▼

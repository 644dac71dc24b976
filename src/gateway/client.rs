//! HTTP adapter for the external chat-completion endpoint.
//!
//! Wire format: `POST {messages: [{role, content}...]}`, answered with
//! `{choices: [{message: {content}} | {content} | {text}]}`.

use std::time::{Duration, Instant};

use async_trait::async_trait;
use reqwest::header::{HeaderMap, HeaderValue, AUTHORIZATION, CONTENT_TYPE};
use serde::{Deserialize, Serialize};

use super::error::CompletionError;
use super::types::*;

// =============================================================================
// TRAIT
// =============================================================================

/// Trait for chat completion providers.
#[async_trait]
pub trait ChatProvider: Send + Sync {
    async fn chat(&self, req: &ChatRequest) -> Result<ChatResponse, CompletionError>;
}

// =============================================================================
// CLIENT
// =============================================================================

/// Reply used when the endpoint answers 2xx but no choice carries any text.
pub const UNREADABLE_REPLY: &str = "Sorry, I couldn't understand that.";

/// Maximum allowed response body length (1MB).
const MAX_RESPONSE_LEN: usize = 1_024 * 1_024;

/// Maximum allowed input characters across all messages.
const MAX_INPUT_CHARS: usize = 500_000;

const DEFAULT_TIMEOUT: Duration = Duration::from_secs(60);

/// Client for a `/api/chat`-style completion endpoint.
#[derive(Debug, Clone)]
pub struct CompletionClient {
    client: reqwest::Client,
    endpoint: String,
    model: Option<String>,
    timeout: Duration,
}

impl CompletionClient {
    /// Create for an endpoint URL with default settings.
    pub fn new(endpoint: impl Into<String>) -> Result<Self, CompletionError> {
        Self::with_config(endpoint, DEFAULT_TIMEOUT, None, None)
    }

    /// Create from environment variables.
    ///
    /// `SURVEY_CHAT_URL` is required; `SURVEY_CHAT_API_KEY`, `SURVEY_CHAT_MODEL` and
    /// `SURVEY_CHAT_TIMEOUT_SECONDS` are optional.
    pub fn from_env() -> Result<Self, CompletionError> {
        let endpoint = std::env::var("SURVEY_CHAT_URL")
            .map_err(|_| CompletionError::config("SURVEY_CHAT_URL not set"))?;

        let timeout = std::env::var("SURVEY_CHAT_TIMEOUT_SECONDS")
            .ok()
            .and_then(|s| s.parse().ok())
            .map(Duration::from_secs)
            .unwrap_or(DEFAULT_TIMEOUT);

        let api_key = std::env::var("SURVEY_CHAT_API_KEY").ok();
        let model = std::env::var("SURVEY_CHAT_MODEL").ok();

        Self::with_config(endpoint, timeout, api_key, model)
    }

    /// Create with custom configuration.
    pub fn with_config(
        endpoint: impl Into<String>,
        timeout: Duration,
        api_key: Option<String>,
        model: Option<String>,
    ) -> Result<Self, CompletionError> {
        let endpoint = endpoint.into();
        if endpoint.trim().is_empty() {
            return Err(CompletionError::config("empty completion endpoint"));
        }

        let mut headers = HeaderMap::new();
        headers.insert(CONTENT_TYPE, HeaderValue::from_static("application/json"));

        if let Some(key) = api_key.filter(|k| !k.trim().is_empty()) {
            let auth_value = HeaderValue::from_str(&format!("Bearer {key}"))
                .map_err(|_| CompletionError::config("Invalid API key format"))?;
            headers.insert(AUTHORIZATION, auth_value);
        }

        let client = reqwest::Client::builder()
            .timeout(timeout)
            .default_headers(headers)
            .gzip(true)
            .build()
            .map_err(|e| CompletionError::config(format!("Failed to create HTTP client: {e}")))?;

        Ok(Self {
            client,
            endpoint,
            model,
            timeout,
        })
    }

    pub fn endpoint(&self) -> &str {
        &self.endpoint
    }

    /// Extract request ID from response headers.
    fn extract_request_id(headers: &HeaderMap) -> Option<String> {
        headers
            .get("x-request-id")
            .and_then(|v| v.to_str().ok())
            .map(|s| s.to_string())
    }

    fn map_send_error(&self, e: reqwest::Error) -> CompletionError {
        if e.is_timeout() {
            CompletionError::Timeout(self.timeout)
        } else {
            CompletionError::Http(e)
        }
    }
}

// =============================================================================
// API TYPES
// =============================================================================

#[derive(Serialize)]
struct CompletionApiRequest<'a> {
    messages: &'a [Message],
    #[serde(skip_serializing_if = "Option::is_none")]
    model: Option<&'a str>,
    #[serde(skip_serializing_if = "Option::is_none")]
    temperature: Option<f32>,
}

#[derive(Deserialize)]
struct CompletionApiResponse {
    choices: Option<Vec<ApiChoice>>,
    error: Option<serde_json::Value>,
}

#[derive(Deserialize)]
struct ApiChoice {
    message: Option<ChoiceMessage>,
    content: Option<String>,
    text: Option<String>,
}

#[derive(Deserialize)]
struct ChoiceMessage {
    content: Option<String>,
}

impl ApiChoice {
    /// `message.content`, then `content`, then `text`; first non-blank wins.
    fn into_text(self) -> Option<String> {
        [self.message.and_then(|m| m.content), self.content, self.text]
            .into_iter()
            .flatten()
            .map(|s| s.trim().to_string())
            .find(|s| !s.is_empty())
    }
}

/// Pull a readable message out of `{"error": "..."}` or `{"error": {"message": "..."}}`.
fn error_message(error: &serde_json::Value) -> String {
    match error {
        serde_json::Value::String(s) => s.clone(),
        other => other
            .get("message")
            .and_then(|m| m.as_str())
            .map(str::to_string)
            .unwrap_or_else(|| other.to_string()),
    }
}

/// Read assistant text from a completion response body.
pub(crate) fn parse_reply(body: &str) -> Result<String, CompletionError> {
    let parsed: CompletionApiResponse = serde_json::from_str(body)
        .map_err(|e| CompletionError::invalid_response(format!("Invalid JSON: {e}")))?;

    if let Some(error) = parsed.error.filter(|e| !e.is_null()) {
        return Err(CompletionError::invalid_response(error_message(&error)));
    }

    let text = parsed
        .choices
        .and_then(|c| c.into_iter().next())
        .and_then(ApiChoice::into_text);

    Ok(text.unwrap_or_else(|| UNREADABLE_REPLY.to_string()))
}

// =============================================================================
// CHAT PROVIDER IMPL
// =============================================================================

#[async_trait]
impl ChatProvider for CompletionClient {
    async fn chat(&self, req: &ChatRequest) -> Result<ChatResponse, CompletionError> {
        let total_chars: usize = req.messages.iter().map(|m| m.content.len()).sum();
        if total_chars > MAX_INPUT_CHARS {
            return Err(CompletionError::invalid_request(format!(
                "Input too large: {total_chars} chars (max {MAX_INPUT_CHARS})"
            )));
        }

        let start = Instant::now();

        let api_req = CompletionApiRequest {
            messages: &req.messages,
            model: req.model.as_deref().or(self.model.as_deref()),
            temperature: req.temperature,
        };

        let mut response = self
            .client
            .post(&self.endpoint)
            .json(&api_req)
            .send()
            .await
            .map_err(|e| self.map_send_error(e))?;

        let status = response.status();
        let request_id = Self::extract_request_id(response.headers());

        // Stream response to enforce size limit
        let mut bytes = Vec::new();
        while let Some(chunk) = response.chunk().await.map_err(|e| self.map_send_error(e))? {
            let new_len = bytes.len() + chunk.len();
            if new_len > MAX_RESPONSE_LEN {
                return Err(CompletionError::invalid_response(format!(
                    "Response too large: {new_len} bytes"
                )));
            }
            bytes.extend_from_slice(&chunk);
        }

        let body = String::from_utf8_lossy(&bytes).to_string();

        if !status.is_success() {
            let message = serde_json::from_str::<CompletionApiResponse>(&body)
                .ok()
                .and_then(|parsed| parsed.error)
                .map(|e| error_message(&e))
                .unwrap_or_else(|| format!("HTTP {}", status.as_u16()));
            return Err(CompletionError::status(status.as_u16(), message, request_id));
        }

        let content = parse_reply(&body)?;

        Ok(ChatResponse {
            content,
            latency: start.elapsed(),
        })
    }
}

#[cfg(test)]
mod tests {
    use super::*;

    #[test]
    fn parse_reply_prefers_message_content() {
        let body = r#"{"choices": [{"message": {"content": "  hi  "}, "text": "nope"}]}"#;
        assert_eq!(parse_reply(body).unwrap(), "hi");
    }

    #[test]
    fn parse_reply_falls_back_to_content_then_text() {
        let body = r#"{"choices": [{"message": {"content": "  "}, "content": "from content"}]}"#;
        assert_eq!(parse_reply(body).unwrap(), "from content");

        let body = r#"{"choices": [{"text": "from text"}]}"#;
        assert_eq!(parse_reply(body).unwrap(), "from text");
    }

    #[test]
    fn parse_reply_uses_apology_when_empty() {
        assert_eq!(parse_reply(r#"{"choices": []}"#).unwrap(), UNREADABLE_REPLY);
        assert_eq!(parse_reply("{}").unwrap(), UNREADABLE_REPLY);
    }

    #[test]
    fn parse_reply_surfaces_error_field() {
        let err = parse_reply(r#"{"error": {"message": "bad token"}}"#).unwrap_err();
        assert!(matches!(err, CompletionError::InvalidResponse(m) if m == "bad token"));
    }
}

▲

What you should do
Check each line above for "ChatResponse" and state how many match, answering with only the number.

Answer below
3